I found the poem I want. It was in the old threads BUT I don't believe it is all there. This is what it had but I would really like the rest of it.
Anthony Hopkins, in "Songs from the Front and Rear," has:

CHRISTMAS DAY IN THE WORKHOUSE

'Twas Christmas Day in the workhouse, the happiest day of the year.
The paupers' hearts were filled with joy and their bellies full of beer.

Up spoke the Workhouse Master: "To all within these halls,
I wish you a Merry Christmas!" and the paupers answered, "Balls!"

If you don't believe me, if you think I'm telling a lie,
Just ask the Workhouse Master. He was there as well as I.

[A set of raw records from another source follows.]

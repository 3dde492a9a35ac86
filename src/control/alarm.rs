//! Alert transition policy.
//!
//! Applied once per sensor scan, per quantity, in a fixed order
//! (Temperature → Humidity → CO2) so that Humidity's cross-quantity
//! suspension check sees Temperature's freshly computed state.
//!
//! ```text
//!              ┌──[value < low]──▶ LOW ──[value ≥ mid]─────────▶ IDLE
//!              │                   │
//!   IDLE ──────┤                   ├─[actuation stalled]──▶ LOW_NO_EFFECT
//!              │                   │        (humidity: LOW_SUSPENDED
//!              │                   │         while temp/CO2 vent)
//!              └──[value > high    │
//!                  & > outdoor]──▶ HIGH  (mirrored on the high side)
//!
//!   *_NO_EFFECT ──[cooldown elapsed]──▶ re-evaluate thresholds
//! ```
//!
//! The low/high thresholds are user-set numbers, so plain comparisons
//! suffice there; every comparison against the *outdoor* reading goes
//! through the tolerance comparator — two noisy sensors must never be
//! treated as strictly ordered.  An absent outdoor sensor reads as
//! zero, which the `< 1` guards treat as "no outdoor data".

use heapless::Vec;
use log::debug;

use crate::alerts::{Alert, AlertBank, AlertState, AlertTransition};
use crate::config::GreenhouseConfig;
use crate::control::predictor::Predictor;
use crate::devices::{DeviceBank, DeviceId};
use crate::quantity::Quantity;
use crate::sensors::{Location, SensorHub};

/// Transitions accepted in one evaluation pass (at most one per
/// quantity).
pub type Transitions = Vec<AlertTransition, { Quantity::COUNT }>;

/// Read-only inputs to one evaluation pass.
pub struct AlarmInputs<'a> {
    pub cfg: &'a GreenhouseConfig,
    pub hub: &'a SensorHub,
    pub devices: &'a DeviceBank,
    pub now_ms: u64,
}

/// Run the transition rules for all three quantities.
///
/// Control-disabled or sensor-invalid quantities are forced to `Idle`.
/// A humidity `Low` episode that closes here reports its observed
/// outcome to the wetting `predictor`.
pub fn evaluate(
    alerts: &mut AlertBank,
    predictor: &mut Predictor,
    inp: &AlarmInputs<'_>,
) -> Transitions {
    let mut out = Transitions::new();

    // Temperature.
    let next = if inp.cfg.temperature.enabled && inp.hub.is_valid(Quantity::Temperature) {
        temperature_next(alerts.get(Quantity::Temperature), inp)
    } else {
        Some(AlertState::Idle)
    };
    apply(alerts, Quantity::Temperature, next, inp, &mut out);

    // Humidity sees Temperature's fresh state and CO2's previous one.
    let peers_venting = alerts.get(Quantity::Temperature).state_is(AlertState::High)
        || alerts.get(Quantity::Co2).state_is(AlertState::High);
    let next = if inp.cfg.humidity.enabled && inp.hub.is_valid(Quantity::Humidity) {
        humidity_next(alerts.get(Quantity::Humidity), peers_venting, predictor, inp)
    } else {
        Some(AlertState::Idle)
    };
    apply(alerts, Quantity::Humidity, next, inp, &mut out);

    // CO2.
    let next = if inp.cfg.co2.enabled && inp.hub.is_valid(Quantity::Co2) {
        co2_next(alerts.get(Quantity::Co2), inp)
    } else {
        Some(AlertState::Idle)
    };
    apply(alerts, Quantity::Co2, next, inp, &mut out);

    out
}

fn apply(
    alerts: &mut AlertBank,
    quantity: Quantity,
    next: Option<AlertState>,
    inp: &AlarmInputs<'_>,
    out: &mut Transitions,
) {
    let Some(state) = next else {
        return;
    };

    let value = inp.hub.reading(quantity, Location::Inner).value();
    if let Some(transition) = alerts.get_mut(quantity).set_state(state, value, inp.now_ms) {
        // Capacity is one slot per quantity; push cannot fail.
        let _ = out.push(transition);
    }
}

// ───────────────────────────────────────────────────────────────
// Temperature
// ───────────────────────────────────────────────────────────────

fn temperature_next(alert: &Alert, inp: &AlarmInputs<'_>) -> Option<AlertState> {
    let t = &inp.cfg.temperature;
    let indoor = inp.hub.reading(Quantity::Temperature, Location::Inner);
    let outdoor = inp.hub.reading(Quantity::Temperature, Location::Outer);
    let value = indoor.value();
    let mid = (t.alarm_low + t.alarm_high) / 2.0;
    let now = inp.now_ms;

    let over_high =
        value > t.alarm_high && (outdoor.value() < 1.0 || indoor.is_greater_than(outdoor));

    match alert.state() {
        AlertState::Idle => {
            if value < t.alarm_low {
                return Some(AlertState::Low);
            }
            if over_high {
                return Some(AlertState::High);
            }
            None
        }

        AlertState::Low => {
            if value >= mid {
                return Some(AlertState::Idle);
            }
            let heater = inp.devices.get(DeviceId::Heater);
            if !heater.is_active()
                && !indoor.is_up(now, 0)
                && indoor.up_by() < t.heater.effective_threshold
            {
                debug!("Temperature up by {:.2} — heating stalled", indoor.up_by());
                return Some(if value < t.alarm_low {
                    AlertState::LowNoEffect
                } else {
                    AlertState::Idle
                });
            }
            None
        }

        AlertState::High => {
            if value <= mid || (outdoor.value() > 0.0 && indoor.is_smaller_or_equal(outdoor)) {
                return Some(AlertState::Idle);
            }
            let fan = inp.devices.get(DeviceId::FanMain);
            if !fan.is_active()
                && !indoor.is_down(now, 0)
                && indoor.down_by() < t.fan.effective_threshold
            {
                debug!("Temperature down by {:.2} — venting stalled", indoor.down_by());
                return Some(if over_high {
                    AlertState::HighNoEffect
                } else {
                    AlertState::Idle
                });
            }
            None
        }

        AlertState::LowNoEffect => retry_after_cooldown(
            alert,
            t.heater.no_effect_delay_mins,
            now,
            value < t.alarm_low,
            AlertState::Low,
        ),

        AlertState::HighNoEffect => retry_after_cooldown(
            alert,
            t.fan.no_effect_delay_mins,
            now,
            over_high,
            AlertState::High,
        ),

        // Suspension is a humidity-only mechanism.
        AlertState::LowSuspended | AlertState::HighSuspended => None,
    }
}

// ───────────────────────────────────────────────────────────────
// Humidity
// ───────────────────────────────────────────────────────────────

fn humidity_next(
    alert: &Alert,
    peers_venting: bool,
    predictor: &mut Predictor,
    inp: &AlarmInputs<'_>,
) -> Option<AlertState> {
    let h = &inp.cfg.humidity;
    let indoor = inp.hub.reading(Quantity::Humidity, Location::Inner);
    let outdoor = inp.hub.reading(Quantity::Humidity, Location::Outer);
    let value = indoor.value();
    let mid = (h.alarm_low + h.alarm_high) / 2.0;
    let now = inp.now_ms;

    let over_high =
        value > h.alarm_high && (outdoor.value() < 1.0 || indoor.is_greater_than(outdoor));

    match alert.state() {
        AlertState::Idle => {
            if !peers_venting && value < h.alarm_low {
                return Some(AlertState::Low);
            }
            if over_high {
                return Some(AlertState::High);
            }
            None
        }

        AlertState::LowSuspended => {
            if value >= mid {
                return Some(AlertState::Idle);
            }
            if !peers_venting && value < h.alarm_low {
                return Some(AlertState::Low);
            }
            None
        }

        AlertState::Low => {
            if value >= mid {
                return Some(AlertState::Idle);
            }
            let humidifier = inp.devices.get(DeviceId::Humidifier);
            if !humidifier.is_active()
                && !indoor.is_up(now, 0)
                && indoor.up_by() < h.wetting.effective_threshold
                && indoor.down_by() < h.wetting.effective_threshold
            {
                // The wetting episode is over: report what the last run
                // actually achieved before leaving the state.
                let stat = &indoor.stat;
                if stat.valid {
                    predictor.put(stat.value_from, stat.value_to, humidifier.duration_ms(), true);
                    debug!(
                        "Humidity wetting outcome: {:.2} -> {:.2} in {} ms",
                        stat.value_from,
                        stat.value_to,
                        humidifier.duration_ms()
                    );
                }

                return Some(if peers_venting {
                    AlertState::LowSuspended
                } else if value < h.alarm_low {
                    AlertState::LowNoEffect
                } else {
                    AlertState::Idle
                });
            }
            None
        }

        AlertState::High => {
            if value <= mid || (outdoor.value() > 0.0 && indoor.is_smaller_or_equal(outdoor)) {
                return Some(AlertState::Idle);
            }
            let fan = inp.devices.get(DeviceId::FanMain);
            if !fan.is_active()
                && !indoor.is_down(now, 0)
                && indoor.down_by() < h.fan.effective_threshold
            {
                return Some(if over_high {
                    AlertState::HighNoEffect
                } else {
                    AlertState::Idle
                });
            }
            None
        }

        AlertState::LowNoEffect => retry_after_cooldown(
            alert,
            h.wetting.no_effect_delay_mins,
            now,
            value < h.alarm_low,
            AlertState::Low,
        ),

        AlertState::HighNoEffect => retry_after_cooldown(
            alert,
            h.fan.no_effect_delay_mins,
            now,
            over_high,
            AlertState::High,
        ),

        // Declared but never entered: only the low side is suspended
        // (wetting fights venting; venting fights nothing).
        AlertState::HighSuspended => None,
    }
}

// ───────────────────────────────────────────────────────────────
// CO2 — high side only; nothing in the box *adds* CO2
// ───────────────────────────────────────────────────────────────

fn co2_next(alert: &Alert, inp: &AlarmInputs<'_>) -> Option<AlertState> {
    let c = &inp.cfg.co2;
    let indoor = inp.hub.reading(Quantity::Co2, Location::Inner);
    let outdoor = inp.hub.reading(Quantity::Co2, Location::Outer);
    let value = indoor.value();
    let now = inp.now_ms;

    let over_high =
        value > c.alarm_high && (outdoor.value() < 1.0 || indoor.is_greater_than(outdoor));

    match alert.state() {
        AlertState::Idle => over_high.then_some(AlertState::High),

        AlertState::High => {
            // Recovery target is the threshold itself — no low side to
            // build a midpoint from.
            if value <= c.alarm_high
                || (outdoor.value() > 0.0 && indoor.is_smaller_or_equal(outdoor))
            {
                return Some(AlertState::Idle);
            }
            let fan = inp.devices.get(DeviceId::FanMain);
            if !fan.is_active()
                && !indoor.is_down(now, 0)
                && indoor.down_by() < c.fan.effective_threshold
            {
                return Some(if over_high {
                    AlertState::HighNoEffect
                } else {
                    AlertState::Idle
                });
            }
            None
        }

        AlertState::HighNoEffect => retry_after_cooldown(
            alert,
            c.fan.no_effect_delay_mins,
            now,
            over_high,
            AlertState::High,
        ),

        _ => None,
    }
}

/// `*NoEffect` holding pattern: once the configured cooldown has passed
/// since the episode closed, re-arm the alarm if the condition still
/// holds, else return to `Idle`.  A zero delay disables the retry.
fn retry_after_cooldown(
    alert: &Alert,
    delay_mins: u32,
    now_ms: u64,
    still_out_of_range: bool,
    rearm: AlertState,
) -> Option<AlertState> {
    if delay_mins == 0 {
        return None;
    }

    let stop_ms = alert.previous().map_or(0, |e| e.stop_ms);
    if now_ms.saturating_sub(stop_ms) > u64::from(delay_mins) * 60_000 {
        Some(if still_out_of_range { rearm } else { AlertState::Idle })
    } else {
        None
    }
}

Up spoke the Workhouse Master and said, "If you're not good,
I'll be a lousy rotter and stop your Christmas pud."

Up spoke the leading pauper. He said, "It's all a farce.
You can take your Christmas pudding and stick it up your arse!"

And if you don't believe me, if you think I'm telling a lie,
Just ask the Workhouse Master. He was there as well as I.

(Sung by Canadian servicemen in W.W.II)

I checked with my Mother and this is the poem her father recited every Christmas. I would dearly love to attain the rest or if it's on this site already could someone direct me? I'm new here BUT TOTALLY FASCINATED!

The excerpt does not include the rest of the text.